• **EXERCISE OBJECTIVE**: Starting at the line with "the current one" and going on through the line with "let stdout = std::io::stdout();", reproduce each line in the records below exactly and nothing more.

::::

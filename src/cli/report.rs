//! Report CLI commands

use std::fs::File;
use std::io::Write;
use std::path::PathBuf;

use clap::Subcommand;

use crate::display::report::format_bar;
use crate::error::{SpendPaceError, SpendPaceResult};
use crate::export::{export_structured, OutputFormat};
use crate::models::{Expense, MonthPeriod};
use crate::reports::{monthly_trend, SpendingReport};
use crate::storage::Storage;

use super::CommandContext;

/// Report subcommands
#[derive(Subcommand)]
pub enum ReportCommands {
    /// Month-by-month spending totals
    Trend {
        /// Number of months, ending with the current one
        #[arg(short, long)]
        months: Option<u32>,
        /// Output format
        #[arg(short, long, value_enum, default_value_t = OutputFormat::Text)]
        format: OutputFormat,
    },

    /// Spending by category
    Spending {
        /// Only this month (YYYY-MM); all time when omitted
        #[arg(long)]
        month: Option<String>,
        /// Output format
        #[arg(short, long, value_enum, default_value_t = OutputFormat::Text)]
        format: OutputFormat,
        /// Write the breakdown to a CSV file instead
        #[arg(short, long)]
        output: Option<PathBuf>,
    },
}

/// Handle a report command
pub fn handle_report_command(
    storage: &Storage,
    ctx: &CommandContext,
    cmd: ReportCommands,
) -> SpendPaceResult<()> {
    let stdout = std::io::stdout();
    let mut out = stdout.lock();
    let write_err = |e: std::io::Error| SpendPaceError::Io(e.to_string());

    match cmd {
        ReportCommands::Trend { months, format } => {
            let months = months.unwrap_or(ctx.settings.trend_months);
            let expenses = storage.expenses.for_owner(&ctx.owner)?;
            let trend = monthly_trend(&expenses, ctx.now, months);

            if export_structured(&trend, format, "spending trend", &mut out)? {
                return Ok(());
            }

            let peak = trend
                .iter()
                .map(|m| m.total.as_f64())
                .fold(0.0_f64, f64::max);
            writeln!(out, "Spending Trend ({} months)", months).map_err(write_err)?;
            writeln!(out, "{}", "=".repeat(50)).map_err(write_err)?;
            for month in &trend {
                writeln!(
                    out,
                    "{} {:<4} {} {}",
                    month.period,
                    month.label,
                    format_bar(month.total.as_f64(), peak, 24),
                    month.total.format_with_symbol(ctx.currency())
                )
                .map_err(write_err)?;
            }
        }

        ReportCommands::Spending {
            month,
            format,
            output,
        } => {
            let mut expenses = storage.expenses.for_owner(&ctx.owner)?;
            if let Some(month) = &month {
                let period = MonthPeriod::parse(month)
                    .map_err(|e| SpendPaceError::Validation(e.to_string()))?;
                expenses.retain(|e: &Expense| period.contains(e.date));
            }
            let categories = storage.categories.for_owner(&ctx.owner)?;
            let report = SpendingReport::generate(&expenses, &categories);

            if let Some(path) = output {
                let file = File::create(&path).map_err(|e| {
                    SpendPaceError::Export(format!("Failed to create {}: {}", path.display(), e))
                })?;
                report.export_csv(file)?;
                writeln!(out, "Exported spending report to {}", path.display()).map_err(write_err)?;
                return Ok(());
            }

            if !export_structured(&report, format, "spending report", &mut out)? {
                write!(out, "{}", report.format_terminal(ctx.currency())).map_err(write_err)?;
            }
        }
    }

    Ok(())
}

::::

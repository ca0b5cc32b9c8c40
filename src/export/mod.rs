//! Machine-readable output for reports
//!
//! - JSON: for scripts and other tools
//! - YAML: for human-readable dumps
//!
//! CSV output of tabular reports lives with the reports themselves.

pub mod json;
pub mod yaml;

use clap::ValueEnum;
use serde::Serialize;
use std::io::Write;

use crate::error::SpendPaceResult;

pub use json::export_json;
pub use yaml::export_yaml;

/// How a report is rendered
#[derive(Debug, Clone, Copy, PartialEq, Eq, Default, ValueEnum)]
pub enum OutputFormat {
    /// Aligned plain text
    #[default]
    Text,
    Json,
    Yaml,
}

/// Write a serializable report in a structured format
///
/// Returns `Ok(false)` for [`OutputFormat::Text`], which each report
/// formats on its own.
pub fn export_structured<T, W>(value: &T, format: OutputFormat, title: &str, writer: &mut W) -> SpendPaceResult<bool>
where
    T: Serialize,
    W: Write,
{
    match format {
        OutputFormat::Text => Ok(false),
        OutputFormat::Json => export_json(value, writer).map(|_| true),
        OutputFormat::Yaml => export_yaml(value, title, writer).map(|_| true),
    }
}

::::

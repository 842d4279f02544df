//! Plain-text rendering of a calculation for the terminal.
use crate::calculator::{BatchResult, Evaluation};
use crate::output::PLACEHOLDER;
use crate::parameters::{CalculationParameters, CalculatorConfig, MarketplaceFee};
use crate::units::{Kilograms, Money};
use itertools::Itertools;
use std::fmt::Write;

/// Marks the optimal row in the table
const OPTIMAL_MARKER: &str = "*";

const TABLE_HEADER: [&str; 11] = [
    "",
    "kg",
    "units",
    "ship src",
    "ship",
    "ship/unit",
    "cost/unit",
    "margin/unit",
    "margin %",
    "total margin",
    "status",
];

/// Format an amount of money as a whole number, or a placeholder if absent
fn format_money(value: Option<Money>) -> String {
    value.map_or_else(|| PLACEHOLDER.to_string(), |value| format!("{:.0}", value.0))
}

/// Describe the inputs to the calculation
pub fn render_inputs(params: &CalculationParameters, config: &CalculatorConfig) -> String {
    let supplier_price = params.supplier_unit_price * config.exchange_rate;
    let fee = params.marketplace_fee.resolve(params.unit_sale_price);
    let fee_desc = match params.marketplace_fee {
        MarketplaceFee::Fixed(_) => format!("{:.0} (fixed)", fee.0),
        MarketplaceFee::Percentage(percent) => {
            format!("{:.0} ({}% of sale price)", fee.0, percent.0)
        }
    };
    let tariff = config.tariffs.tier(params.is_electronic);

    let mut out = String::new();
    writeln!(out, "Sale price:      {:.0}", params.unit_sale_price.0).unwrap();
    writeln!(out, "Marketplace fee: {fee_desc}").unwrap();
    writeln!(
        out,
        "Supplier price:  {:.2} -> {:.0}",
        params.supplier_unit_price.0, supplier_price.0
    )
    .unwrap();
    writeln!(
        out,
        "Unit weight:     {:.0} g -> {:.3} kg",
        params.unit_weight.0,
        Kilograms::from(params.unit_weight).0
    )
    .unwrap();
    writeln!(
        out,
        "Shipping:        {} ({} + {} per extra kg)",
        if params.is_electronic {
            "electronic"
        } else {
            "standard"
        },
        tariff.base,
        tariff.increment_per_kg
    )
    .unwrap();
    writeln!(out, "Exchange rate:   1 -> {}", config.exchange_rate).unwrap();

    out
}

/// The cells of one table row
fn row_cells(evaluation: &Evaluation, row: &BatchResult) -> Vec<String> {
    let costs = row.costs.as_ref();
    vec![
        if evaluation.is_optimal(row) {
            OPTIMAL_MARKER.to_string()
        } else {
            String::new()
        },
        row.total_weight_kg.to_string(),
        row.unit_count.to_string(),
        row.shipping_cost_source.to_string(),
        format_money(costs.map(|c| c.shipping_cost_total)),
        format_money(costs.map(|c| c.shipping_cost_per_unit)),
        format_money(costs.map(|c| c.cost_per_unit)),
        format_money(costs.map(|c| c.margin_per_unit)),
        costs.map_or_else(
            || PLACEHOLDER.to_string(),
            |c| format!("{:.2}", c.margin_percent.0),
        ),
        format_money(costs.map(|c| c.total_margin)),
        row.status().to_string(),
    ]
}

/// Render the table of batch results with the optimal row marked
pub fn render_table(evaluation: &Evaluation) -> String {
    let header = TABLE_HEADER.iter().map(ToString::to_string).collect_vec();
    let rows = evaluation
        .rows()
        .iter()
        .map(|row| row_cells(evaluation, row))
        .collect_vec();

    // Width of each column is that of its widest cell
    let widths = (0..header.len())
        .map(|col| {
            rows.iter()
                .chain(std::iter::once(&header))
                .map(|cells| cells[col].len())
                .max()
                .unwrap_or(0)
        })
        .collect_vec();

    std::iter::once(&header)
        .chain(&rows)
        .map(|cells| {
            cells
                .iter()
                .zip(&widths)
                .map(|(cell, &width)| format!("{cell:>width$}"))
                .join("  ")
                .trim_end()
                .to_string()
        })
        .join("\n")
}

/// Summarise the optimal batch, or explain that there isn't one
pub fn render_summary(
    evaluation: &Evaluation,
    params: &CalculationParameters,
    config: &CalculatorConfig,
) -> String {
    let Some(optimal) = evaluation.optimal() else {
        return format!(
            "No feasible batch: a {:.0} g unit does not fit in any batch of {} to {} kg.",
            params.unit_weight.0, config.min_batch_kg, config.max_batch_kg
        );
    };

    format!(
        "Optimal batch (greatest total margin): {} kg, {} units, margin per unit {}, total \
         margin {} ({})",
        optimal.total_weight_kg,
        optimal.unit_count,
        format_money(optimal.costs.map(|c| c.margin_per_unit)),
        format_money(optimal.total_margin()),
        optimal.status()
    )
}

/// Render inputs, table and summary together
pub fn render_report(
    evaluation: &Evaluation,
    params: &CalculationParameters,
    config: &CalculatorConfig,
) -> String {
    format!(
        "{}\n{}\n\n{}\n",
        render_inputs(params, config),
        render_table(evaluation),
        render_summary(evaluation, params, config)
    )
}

::::

• **REPLY**:
        /// Number of months, ending with the current one
        #[arg(short, long)]
        months: Option<u32>,
        /// Output format
        #[arg(short, long, value_enum, default_value_t = OutputFormat::Text)]
        format: OutputFormat,
    },

    /// Spending by category
    Spending {
        /// Only this month (YYYY-MM); all time when omitted
        #[arg(long)]
        month: Option<String>,
        /// Output format
        #[arg(short, long, value_enum, default_value_t = OutputFormat::Text)]
        format: OutputFormat,
        /// Write the breakdown to a CSV file instead
        #[arg(short, long)]
        output: Option<PathBuf>,
    },
}

/// Handle a report command
pub fn handle_report_command(
    storage: &Storage,
    ctx: &CommandContext,
    cmd: ReportCommands,
) -> SpendPaceResult<()> {
    let stdout = std::io::stdout();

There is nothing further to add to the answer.